After several questions, an off-stage prerecorded voice yelled, "SWITCH! SWITCH! SWITCH!" Then the players swapped places with their teammates and more questions were asked. When time is up in Level 3, the top-scoring team won the game and advanced to the Bonus Level. All three teams kept their money. The losing teams also received consolation prizes.
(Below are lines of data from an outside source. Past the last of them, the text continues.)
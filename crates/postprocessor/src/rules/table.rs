//! Table header cells

use dom::DomArena;

use crate::rule::Rule;

/// Wraps the content of every header cell in a `para`
pub struct WrapHeaderCells;

impl Rule for WrapHeaderCells {
    fn name(&self) -> &str {
        "wrap-header-cells"
    }

    fn apply(&self, arena: &mut DomArena) -> dom::Result<usize> {
        let mut touched = 0;

        for entry in arena.select("thead/row/entry") {
            let children = arena.child_ids(entry)?;
            if let [only] = children.as_slice() {
                if arena.name(*only) == Some("para") {
                    continue;
                }
            }

            let para = arena.create_element("para");
            for child in children {
                arena.append_child(para, child)?;
            }
            arena.append_child(entry, para)?;
            touched += 1;
        }

        Ok(touched)
    }
}
//! Cross-reference labels
//!
//! The book toolchain renders an `xref` as a bare number, so the type word
//! ("Listing", "Chapter", ...) is written into the text right before it.

use std::borrow::Cow;

use ahash::AHashMap;
use dom::utils::capitalize;
use dom::{DomArena, NodeId};

use crate::rule::Rule;

/// Label for a reference target, by the target's tag name.
///
/// Unresolved references read as sections.
pub fn label_for(target: Option<&str>) -> Cow<'static, str> {
    match target {
        None => Cow::Borrowed("Section"),
        Some("example" | "informalexample") => Cow::Borrowed("Listing"),
        Some("chapter") => Cow::Borrowed("Chapter"),
        Some("section") => Cow::Borrowed("Section"),
        Some("appendix") => Cow::Borrowed("Appendix"),
        Some("figure") => Cow::Borrowed("Figure"),
        Some("table") => Cow::Borrowed("Table"),
        Some("part") => Cow::Borrowed("Part"),
        Some("preface") => Cow::Borrowed("Preface"),
        Some("sidebar") => Cow::Borrowed("Sidebar"),
        Some(other) => Cow::Owned(capitalize(other)),
    }
}

/// Inserts "<Label> " before every `xref` that has a `linkend`
pub struct LabelCrossReferences;

impl LabelCrossReferences {
    /// id → element over the live tree
    fn index_ids(arena: &DomArena) -> AHashMap<String, NodeId> {
        let mut ids = AHashMap::new();
        for id in arena.find(|node| node.attr("id").is_some()) {
            if let Some(value) = arena.attr(id, "id") {
                // First occurrence wins, as with a document-order lookup
                ids.entry(value.to_string()).or_insert(id);
            }
        }
        ids
    }
}

impl Rule for LabelCrossReferences {
    fn name(&self) -> &str {
        "label-cross-references"
    }

    fn apply(&self, arena: &mut DomArena) -> dom::Result<usize> {
        let ids = Self::index_ids(arena);
        let mut touched = 0;

        for xref in arena.select("xref") {
            let Some(linkend) = arena.attr(xref, "linkend") else {
                continue;
            };
            let target = ids.get(linkend).and_then(|id| arena.name(*id));
            let label = format!("{} ", label_for(target));

            let text = arena.create_text(&label);
            arena.insert_before(xref, text)?;
            touched += 1;
        }

        Ok(touched)
    }
}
In case of a tie for first place, or a three-way tie at the end, one final question was asked, and the team who buzzed in with a correct answer moved on to the Bonus Level.

===Bonus Level===
In the Bonus Level, the winning team attempted to answer three questions within the time limit to win a pair of computers. In the first season, the team had 45 seconds to answer any three correct questions to win the grand prize. Each correct answer was worth a prize. In season 2, the team had 60 seconds, but the three correct answers had to be given consecutively to win the computers otherwise they get a consolation prize. Each correct answer in the second season Bonus Level was worth $100 win or lose (regardless of whether or not they were consecutive).